The 1971–72 Carolina Cougars season was the 3rd season of the Cougars in the ABA. The team was 14–28 after one half of the season, with a six-game losing streak (the longest of the season) contributing to the start. They went 21–21 (with two instances of three game winning streaks) in the second half, but they lost the final spot in the playoffs by one game to The Floridians. The two teams had met up for their final match-up of the season on March 24 in Greensboro, with the Cougars having two games to play afterwards and the Floridians four, respectively.
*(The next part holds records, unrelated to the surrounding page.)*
//! Subscriptions (API keys) and the testing console.

use backoffice_types::Subscription;
use serde_json::{json, Value};

use super::{HttpClient, seg};
use crate::Result;

impl HttpClient {
    pub async fn team_subscriptions(&self, api_id: &str, team_id: &str) -> Result<Vec<Subscription>> {
        self.get(&format!(
            "/api/apis/{}/subscriptions/teams/{}",
            seg(api_id), seg(team_id)
        ))
        .await
    }

    /// Ask for a key on `plan` for each of `team_ids`.
    pub async fn ask_for_api_key(
        &self,
        api_id: &str,
        team_ids: &[String],
        plan: &str,
    ) -> Result<Value> {
        self.post(
            &format!("/api/apis/{}/subscriptions", seg(api_id)),
            &json!({ "plan": plan, "teams": team_ids }),
        )
        .await
    }

    pub async fn delete_api_key(&self, team_id: &str, subscription_id: &str) -> Result<Value> {
        self.delete(&format!(
            "/api/teams/{}/subscriptions/{}/_delete",
            seg(team_id), seg(subscription_id)
        ))
        .await
    }

    /// Archive (`enabled = false`) or restore a key.
    pub async fn archive_api_key(
        &self,
        team_id: &str,
        subscription_id: &str,
        enabled: bool,
    ) -> Result<Value> {
        self.put_action(
            &format!(
                "/api/teams/{}/subscriptions/{}/_archive",
                seg(team_id), seg(subscription_id)
            ),
            &[("enabled", enabled)],
        )
        .await
    }

    pub async fn clean_archived_subscriptions(&self, team_id: &str) -> Result<Value> {
        self.delete(&format!("/api/teams/{}/subscriptions/_clean", seg(team_id)))
            .await
    }

    pub async fn update_subscription_custom_name(
        &self,
        team_id: &str,
        subscription_id: &str,
        custom_name: &str,
    ) -> Result<Value> {
        self.post(
            &format!(
                "/api/teams/{}/subscriptions/{}/name",
                seg(team_id), seg(subscription_id)
            ),
            &json!({ "customName": custom_name }),
        )
        .await
    }

    pub async fn create_testing_api_key(&self, team_id: &str, body: &Value) -> Result<Value> {
        self.post(&format!("/api/teams/{}/testing/apikeys", seg(team_id)), body)
            .await
    }

    pub async fn testing_call(&self, team_id: &str, api_id: &str, body: &Value) -> Result<Value> {
        self.post(
            &format!("/api/teams/{}/testing/{}/call", seg(team_id), seg(api_id)),
            body,
        )
        .await
    }
}
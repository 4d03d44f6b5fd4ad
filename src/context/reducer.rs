//! Context reducer - pure `(state, action) -> state`.
//!
//! No validation and no I/O: callers only dispatch payloads they trust, e.g.
//! UPDATE_TEAM after a successful server round-trip.

use serde_json::Value;

use super::action::Action;
use super::state::SessionContext;

pub fn reduce(state: &SessionContext, action: Action) -> SessionContext {
    match action {
        Action::Login {
            user,
            team,
            tenant,
            language,
        } => SessionContext {
            connected_user: user,
            current_team: team,
            tenant,
            current_language: language,
            ..SessionContext::with_history(state.history.clone())
        },

        Action::Logout => SessionContext::with_history(state.history.clone()),

        Action::Impersonate { impersonator } => SessionContext {
            impersonator,
            ..state.clone()
        },

        Action::UpdateTeam {
            team,
            unread_notifications_count,
        } => SessionContext {
            current_team: team,
            unread_notifications_count,
            ..state.clone()
        },

        Action::UpdateNotifs {
            unread_notifications_count,
        } => SessionContext {
            unread_notifications_count,
            ..state.clone()
        },

        Action::UpdateLanguage { language } => SessionContext {
            current_language: language,
            ..state.clone()
        },
    }
}

/// Reduce an undecoded action. Unknown kinds leave the state as it was;
/// known kinds apply whatever their payload carries.
pub fn reduce_raw(state: &SessionContext, raw: &Value) -> SessionContext {
    match Action::from_raw(raw) {
        Some(action) => reduce(state, action),
        None => {
            tracing::debug!(action = %raw, "ignoring unknown context action");
            state.clone()
        }
    }
}
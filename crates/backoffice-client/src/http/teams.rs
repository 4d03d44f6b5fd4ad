//! Team endpoints (`/api/teams/...`).

use backoffice_types::{Api, Team, TeamResponse};
use serde_json::{json, Value};

use super::{HttpClient, seg};
use crate::Result;

impl HttpClient {
    pub async fn teams(&self) -> Result<Vec<Team>> {
        self.get("/api/teams").await
    }

    pub async fn all_joinable_teams(&self) -> Result<Vec<Team>> {
        self.get("/api/teams/joinable").await
    }

    pub async fn team(&self, team_id: &str) -> Result<Team> {
        self.get(&format!("/api/teams/{}", seg(team_id))).await
    }

    /// Team with every property, for its administrators.
    pub async fn team_full(&self, team_id: &str) -> Result<Team> {
        self.get(&format!("/api/teams/{}/_full", seg(team_id))).await
    }

    pub async fn team_home(&self, team_id: &str) -> Result<Value> {
        self.get(&format!("/api/teams/{}/home", seg(team_id))).await
    }

    pub async fn visible_apis_of_team(&self, team_id: &str) -> Result<Vec<Api>> {
        self.get(&format!("/api/teams/{}/visible-apis", seg(team_id)))
            .await
    }

    pub async fn create_team(&self, team: &Team) -> Result<Team> {
        self.post("/api/teams", team).await
    }

    /// Full update; the whole team is sent.
    pub async fn update_team(&self, team: &Team) -> Result<Team> {
        self.put(&format!("/api/teams/{}", seg(&team.id)), team).await
    }

    pub async fn delete_team(&self, team_id: &str) -> Result<Value> {
        self.delete(&format!("/api/teams/{}", seg(team_id))).await
    }

    pub async fn ask_to_join_team(&self, team_id: &str) -> Result<Value> {
        self.post_action(&format!("/api/teams/{}/join", seg(team_id)))
            .await
    }

    pub async fn update_api_keys_visibility(
        &self,
        team_id: &str,
        show_api_key_only_to_admins: bool,
    ) -> Result<TeamResponse> {
        self.post(
            &format!("/api/teams/{}/apiKeys/visibility", seg(team_id)),
            &json!({ "showApiKeyOnlyToAdmins": show_api_key_only_to_admins }),
        )
        .await
    }

    pub async fn save_team_translations(&self, team_id: &str, translations: &Value) -> Result<Value> {
        self.post(&format!("/api/teams/{}/_translate", seg(team_id)), translations)
            .await
    }
}
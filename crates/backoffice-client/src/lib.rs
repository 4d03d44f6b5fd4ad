//! BackofficeApi trait - the boundary between the session core and the
//! back-office REST API.
//!
//! `HttpClient` carries one method per endpoint; the trait exposes the subset
//! the team workflows need so they can run against an in-memory fake.

pub mod config;
pub mod error;
pub mod http;

use async_trait::async_trait;
use backoffice_types::{ActionResponse, Api, Team, TeamPermission, TeamResponse, UnreadCount, User};
use serde_json::Value;

pub use config::ClientConfig;
pub use error::{ClientError, ConfigError};
pub use http::HttpClient;

pub type Result<T> = std::result::Result<T, ClientError>;

#[async_trait]
pub trait BackofficeApi: Send + Sync {
    async fn me(&self) -> Result<User>;

    async fn teams(&self) -> Result<Vec<Team>>;

    async fn my_teams(&self) -> Result<Vec<Team>>;

    async fn team(&self, team_id: &str) -> Result<Team>;

    async fn my_visible_apis(&self) -> Result<Vec<Api>>;

    /// Unread notification badge of a team.
    /// Never fails: any transport failure or non-200 status counts as zero.
    async fn team_unread_notifications_count(&self, team_id: &str) -> UnreadCount;

    // ── Members ────────────────────────────────────────────────

    async fn members(&self, team_id: &str) -> Result<Vec<User>>;

    async fn addable_users_for_team(&self, team_id: &str) -> Result<Vec<User>>;

    async fn remove_member_from_team(&self, team_id: &str, user_id: &str)
        -> Result<ActionResponse>;

    async fn add_members_to_team(&self, team_id: &str, user_ids: &[String])
        -> Result<ActionResponse>;

    async fn update_team_member_permission(
        &self,
        team_id: &str,
        user_ids: &[String],
        permission: TeamPermission,
    ) -> Result<ActionResponse>;

    // ── API keys / access ──────────────────────────────────────

    async fn update_api_keys_visibility(
        &self,
        team_id: &str,
        show_api_key_only_to_admins: bool,
    ) -> Result<TeamResponse>;

    async fn clean_archived_subscriptions(&self, team_id: &str) -> Result<Value>;

    async fn ask_for_api_access(&self, team_ids: &[String], api_id: &str) -> Result<Value>;
}

#[async_trait]
impl BackofficeApi for HttpClient {
    async fn me(&self) -> Result<User> {
        HttpClient::me(self).await
    }

    async fn teams(&self) -> Result<Vec<Team>> {
        HttpClient::teams(self).await
    }

    async fn my_teams(&self) -> Result<Vec<Team>> {
        HttpClient::my_teams(self).await
    }

    async fn team(&self, team_id: &str) -> Result<Team> {
        HttpClient::team(self, team_id).await
    }

    async fn my_visible_apis(&self) -> Result<Vec<Api>> {
        HttpClient::my_visible_apis(self).await
    }

    async fn team_unread_notifications_count(&self, team_id: &str) -> UnreadCount {
        HttpClient::team_unread_notifications_count(self, team_id).await
    }

    async fn members(&self, team_id: &str) -> Result<Vec<User>> {
        HttpClient::members(self, team_id).await
    }

    async fn addable_users_for_team(&self, team_id: &str) -> Result<Vec<User>> {
        HttpClient::addable_users_for_team(self, team_id).await
    }

    async fn remove_member_from_team(
        &self,
        team_id: &str,
        user_id: &str,
    ) -> Result<ActionResponse> {
        HttpClient::remove_member_from_team(self, team_id, user_id).await
    }

    async fn add_members_to_team(
        &self,
        team_id: &str,
        user_ids: &[String],
    ) -> Result<ActionResponse> {
        HttpClient::add_members_to_team(self, team_id, user_ids).await
    }

    async fn update_team_member_permission(
        &self,
        team_id: &str,
        user_ids: &[String],
        permission: TeamPermission,
    ) -> Result<ActionResponse> {
        HttpClient::update_team_member_permission(self, team_id, user_ids, permission).await
    }

    async fn update_api_keys_visibility(
        &self,
        team_id: &str,
        show_api_key_only_to_admins: bool,
    ) -> Result<TeamResponse> {
        HttpClient::update_api_keys_visibility(self, team_id, show_api_key_only_to_admins).await
    }

    async fn clean_archived_subscriptions(&self, team_id: &str) -> Result<Value> {
        HttpClient::clean_archived_subscriptions(self, team_id).await
    }

    async fn ask_for_api_access(&self, team_ids: &[String], api_id: &str) -> Result<Value> {
        HttpClient::ask_for_api_access(self, team_ids, api_id).await
    }
}
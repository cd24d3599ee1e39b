//! HTTP JSON API server for gastoweb
//!
//! Routes are organized into modules:
//! - routes::dashboard: the monthly snapshot
//! - routes::settings: the salary/budget singleton
//! - routes::monthly_income: per-month income overrides
//! - routes::categories: category list/create
//! - routes::expenses / routes::incomes / routes::reserves: ledger CRUD

pub mod error;
pub mod routes;

use axum::http::StatusCode;
use axum::routing::get;
use axum::{Json, Router};
use gastoweb_config::Config;
use gastoweb_core::{MetricsEngine, SystemClock};
use gastoweb_store::SqliteStore;
use serde_json::{json, Value};
use std::sync::Arc;
use tokio::net::TcpListener;
use tower_http::cors::CorsLayer;

pub use error::{ApiError, ApiResult};

/// Application state shared by every handler
#[derive(Clone)]
pub struct AppState {
    pub store: SqliteStore,
    pub engine: Arc<MetricsEngine>,
    pub config: Config,
}

/// Create the application router
pub fn create_router(state: AppState) -> Router {
    use routes::categories::{api_categories_create, api_categories_list};
    use routes::dashboard::api_dashboard;
    use routes::expenses::{
        api_expenses_create, api_expenses_delete, api_expenses_list, api_expenses_update,
    };
    use routes::incomes::{
        api_incomes_create, api_incomes_delete, api_incomes_list, api_incomes_update,
    };
    use routes::monthly_income::{
        api_monthly_income_delete, api_monthly_income_get, api_monthly_income_list,
        api_monthly_income_put,
    };
    use routes::reserves::{
        api_reserves_create, api_reserves_delete, api_reserves_list, api_reserves_update,
    };
    use routes::settings::{api_settings_get, api_settings_update};

    Router::new()
        .route("/api/health", get(health_check))
        .route("/api/dashboard", get(api_dashboard))
        .route(
            "/api/settings",
            get(api_settings_get).put(api_settings_update),
        )
        .route("/api/monthly-income", get(api_monthly_income_list))
        .route(
            "/api/monthly-income/:month",
            get(api_monthly_income_get)
                .put(api_monthly_income_put)
                .delete(api_monthly_income_delete),
        )
        .route(
            "/api/categories",
            get(api_categories_list).post(api_categories_create),
        )
        .route(
            "/api/expenses",
            get(api_expenses_list).post(api_expenses_create),
        )
        .route(
            "/api/expenses/:id",
            axum::routing::put(api_expenses_update).delete(api_expenses_delete),
        )
        .route(
            "/api/incomes",
            get(api_incomes_list).post(api_incomes_create),
        )
        .route(
            "/api/incomes/:id",
            axum::routing::put(api_incomes_update).delete(api_incomes_delete),
        )
        .route(
            "/api/reserves",
            get(api_reserves_list).post(api_reserves_create),
        )
        .route(
            "/api/reserves/:id",
            axum::routing::put(api_reserves_update).delete(api_reserves_delete),
        )
        .fallback(route_not_found)
        .layer(CorsLayer::permissive())
        .with_state(state)
}

/// Health check endpoint
async fn health_check() -> Json<Value> {
    Json(json!({ "ok": true }))
}

/// Unknown routes answer with the shared error shape
async fn route_not_found() -> (StatusCode, Json<Value>) {
    (
        StatusCode::NOT_FOUND,
        Json(json!({ "error": "Route not found." })),
    )
}

/// Start the HTTP server
///
/// Builds the metrics engine over the store and the system clock, binds
/// the listener, and serves until the process is stopped.
pub async fn start_server(config: Config, store: SqliteStore) -> std::io::Result<()> {
    let addr = format!("{}:{}", config.server.host, config.server.port);
    let engine = Arc::new(MetricsEngine::new(
        Arc::new(store.clone()),
        Arc::new(SystemClock),
    ));
    let state = AppState {
        store,
        engine,
        config,
    };
    let router = create_router(state);

    let listener = TcpListener::bind(&addr).await?;
    log::info!("Starting gastoweb server on http://{}", addr);

    axum::serve(listener, router).await
}
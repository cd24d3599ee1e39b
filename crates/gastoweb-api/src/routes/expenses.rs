//! Expense CRUD endpoints

use axum::extract::{Path, Query, State};
use axum::http::StatusCode;
use axum::Json;
use gastoweb_core::{
    validate_entry, validate_list_query, EntryKind, EntryPayload, ExpenseRecord, ValidationMode,
};
use serde_json::Value;
use std::collections::HashMap;

use crate::error::{ApiError, ApiResult};
use crate::routes::{filter_from_spec, parse_payload, require_positive_id, ListResponse, OkResponse};
use crate::AppState;

/// GET /api/expenses?month=YYYY-MM&q=&category=&type=&method=&limit=&offset=
pub async fn api_expenses_list(
    State(state): State<AppState>,
    Query(params): Query<HashMap<String, String>>,
) -> ApiResult<Json<ListResponse<ExpenseRecord>>> {
    let spec = validate_list_query(EntryKind::Expense, &params)?;
    let filter = filter_from_spec(&spec);
    // the count and the page evaluate the same compiled predicate
    let total = state.store.count_expenses(&filter).await?;
    let items = state
        .store
        .list_expenses(&filter, spec.limit, spec.offset)
        .await?;
    Ok(Json(ListResponse {
        items,
        total,
        limit: spec.limit,
        offset: spec.offset,
    }))
}

/// POST /api/expenses
pub async fn api_expenses_create(
    State(state): State<AppState>,
    Json(body): Json<Value>,
) -> ApiResult<(StatusCode, Json<ExpenseRecord>)> {
    let payload: EntryPayload = parse_payload(body)?;
    let change = validate_entry(EntryKind::Expense, &payload, ValidationMode::Full)?;
    let entry = change.into_entry(EntryKind::Expense)?;
    let created = state.store.create_expense(&entry).await?;
    Ok((StatusCode::CREATED, Json(created)))
}

/// PUT /api/expenses/:id - partial merge
pub async fn api_expenses_update(
    State(state): State<AppState>,
    Path(id): Path<i64>,
    Json(body): Json<Value>,
) -> ApiResult<Json<ExpenseRecord>> {
    let id = require_positive_id(id)?;
    let payload: EntryPayload = parse_payload(body)?;
    let change = validate_entry(EntryKind::Expense, &payload, ValidationMode::Partial)?;
    let updated = state.store.update_expense(id, &change).await?;
    Ok(Json(updated))
}

/// DELETE /api/expenses/:id
pub async fn api_expenses_delete(
    State(state): State<AppState>,
    Path(id): Path<i64>,
) -> ApiResult<Json<OkResponse>> {
    let id = require_positive_id(id)?;
    if !state.store.delete_expense(id).await? {
        return Err(ApiError(gastoweb_core::CoreError::not_found("Expense")));
    }
    Ok(Json(OkResponse::new()))
}
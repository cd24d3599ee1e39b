//! gastoweb main entry point

use clap::Parser;
use gastoweb_api::start_server;
use gastoweb_config::Config;
use gastoweb_store::SqliteStore;
use std::path::PathBuf;
use tokio::runtime::Runtime;

#[derive(Parser, Debug)]
#[command(name = "gastoweb")]
#[command(version = "0.1.0")]
#[command(about = "A lightweight personal ledger with a monthly financial dashboard", long_about = None)]
struct Args {
    /// Configuration file path
    #[arg(short, long, default_value = "config.yaml")]
    config: PathBuf,
}

fn main() -> anyhow::Result<()> {
    env_logger::init();

    let args = Args::parse();
    let rt = Runtime::new()?;
    rt.block_on(run(args))
}

async fn run(args: Args) -> anyhow::Result<()> {
    let config = if args.config.exists() {
        Config::load(args.config.clone())?
    } else {
        log::warn!(
            "Config file {} not found, using defaults",
            args.config.display()
        );
        Config::default()
    };

    log::info!("Opening database {}", config.database.url);
    let store = SqliteStore::connect(&config.database.url, config.database.max_connections).await?;

    start_server(config, store).await?;
    Ok(())
}
//! Settings endpoints - the salary/budget singleton

use axum::extract::State;
use axum::Json;
use gastoweb_core::{
    round2, validate_settings, SettingsPayload, StoredSettings, ValidationMode,
};
use serde::Serialize;

use crate::error::ApiResult;
use crate::routes::parse_payload;
use crate::AppState;

/// Settings as returned to clients, with the derived salary total
#[derive(Debug, Serialize)]
pub struct SettingsView {
    pub net_salary: f64,
    pub extra_income: f64,
    pub monthly_budget: f64,
    pub payday_day: i64,
    pub salary_total: f64,
    pub updated_at: Option<String>,
}

fn view(settings: StoredSettings) -> SettingsView {
    SettingsView {
        salary_total: round2(settings.net_salary + settings.extra_income),
        net_salary: settings.net_salary,
        extra_income: settings.extra_income,
        monthly_budget: settings.monthly_budget,
        payday_day: settings.payday_day,
        updated_at: settings.updated_at,
    }
}

/// GET /api/settings
pub async fn api_settings_get(State(state): State<AppState>) -> ApiResult<Json<SettingsView>> {
    let settings = state.store.load_settings().await?;
    Ok(Json(view(settings)))
}

/// PUT /api/settings - partial merge over the singleton
pub async fn api_settings_update(
    State(state): State<AppState>,
    Json(body): Json<serde_json::Value>,
) -> ApiResult<Json<SettingsView>> {
    let payload: SettingsPayload = parse_payload(body)?;
    let change = validate_settings(&payload, ValidationMode::Partial)?;
    let updated = state.store.update_settings(&change).await?;
    Ok(Json(view(updated)))
}
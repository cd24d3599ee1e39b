//! Monetary rounding helpers
//!
//! Every monetary figure in the system is carried as an f64 and rounded
//! to two decimals at the boundaries; percentages are rounded to one.

/// Round to 2 decimal places (money)
pub fn round2(value: f64) -> f64 {
    (value * 100.0).round() / 100.0
}

/// Round to 1 decimal place (percentages)
pub fn round1(value: f64) -> f64 {
    (value * 10.0).round() / 10.0
}
//! The ledger storage seam
//!
//! `LedgerStore` is the read/aggregate surface the metrics engine needs
//! from storage. Sub-queries issued through it are mutually read-only
//! and order-independent, so callers may fan them out concurrently.

use async_trait::async_trait;
use serde::Serialize;
use std::sync::Arc;

use crate::error::CoreResult;
use crate::filter::EntryFilter;
use crate::settings::{MonthlyIncome, StoredSettings};
use crate::types::{ExpenseType, PaymentMethod, ReserveMovement};

/// A ledger expense as returned by read queries
#[derive(Debug, Clone, PartialEq, Serialize)]
pub struct ExpenseRecord {
    pub id: i64,
    pub date: String,
    pub amount: f64,
    pub description: String,
    pub category_id: i64,
    pub category_name: String,
    #[serde(rename = "type")]
    pub expense_type: ExpenseType,
    pub method: PaymentMethod,
    pub notes: Option<String>,
    pub created_at: Option<String>,
    pub updated_at: Option<String>,
}

/// A ledger income as returned by read queries
#[derive(Debug, Clone, PartialEq, Serialize)]
pub struct IncomeRecord {
    pub id: i64,
    pub date: String,
    pub amount: f64,
    pub description: String,
    pub category_id: i64,
    pub category_name: String,
    pub method: PaymentMethod,
    pub notes: Option<String>,
    pub created_at: Option<String>,
    pub updated_at: Option<String>,
}

/// A reserve movement as returned by read queries
#[derive(Debug, Clone, PartialEq, Serialize)]
pub struct ReserveRecord {
    pub id: i64,
    pub date: String,
    pub amount: f64,
    pub description: String,
    pub movement_type: ReserveMovement,
    pub method: PaymentMethod,
    pub notes: Option<String>,
    pub created_at: Option<String>,
    pub updated_at: Option<String>,
}

/// A category row
#[derive(Debug, Clone, PartialEq, Serialize)]
pub struct CategoryRecord {
    pub id: i64,
    pub name: String,
    pub created_at: Option<String>,
}

/// Aggregated spend of one category
#[derive(Debug, Clone, PartialEq)]
pub struct CategoryTotal {
    pub category_name: String,
    pub total_spend: f64,
}

/// Read and aggregate operations the metrics engine issues against the
/// ledger. All sums default to 0 when no rows match.
#[async_trait]
pub trait LedgerStore: Send + Sync {
    /// Idempotent create-if-absent, then fetch, of the settings singleton
    async fn load_settings(&self) -> CoreResult<StoredSettings>;

    /// Income override for the exact month, if any
    async fn monthly_income(&self, month: &str) -> CoreResult<Option<MonthlyIncome>>;

    async fn sum_expenses(&self, filter: &EntryFilter) -> CoreResult<f64>;

    async fn sum_incomes(&self, filter: &EntryFilter) -> CoreResult<f64>;

    /// Spend per expense type; types with no rows are absent
    async fn expense_totals_by_type(
        &self,
        filter: &EntryFilter,
    ) -> CoreResult<Vec<(ExpenseType, f64)>>;

    /// Top categories by spend, descending, name-ascending on ties
    async fn expense_totals_by_category(
        &self,
        filter: &EntryFilter,
        limit: i64,
    ) -> CoreResult<Vec<CategoryTotal>>;

    /// Spend per day-of-month; days with no rows are absent
    async fn expense_daily_totals(&self, filter: &EntryFilter) -> CoreResult<Vec<(u32, f64)>>;

    /// Income per day-of-month; days with no rows are absent
    async fn income_daily_totals(&self, filter: &EntryFilter) -> CoreResult<Vec<(u32, f64)>>;

    /// Spend per "YYYY-MM" month; months with no rows are absent
    async fn expense_monthly_totals(
        &self,
        filter: &EntryFilter,
    ) -> CoreResult<Vec<(String, f64)>>;

    /// Latest matching expenses, date descending then id descending
    async fn latest_expenses(
        &self,
        filter: &EntryFilter,
        limit: i64,
    ) -> CoreResult<Vec<ExpenseRecord>>;
}

/// Store reference type
pub type StoreRef = Arc<dyn LedgerStore>;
The Floridians won the game 116–115 in overtime, making their record 35–45 and the Cougars record at 33–49, which meant that it was all but assured the Cougars were eliminated, due to the Floridians clinching the playoff spot four days later with their 36th win (if they had lost all of their four games, the two teams would have been tied at 35–49, which would've necessitated a playoff). The Cougars had missed the playoffs for the 2nd straight year in a row. The team was 5th in points scored at 114.8 per game, but 10th in points allowed at 118.1 per game.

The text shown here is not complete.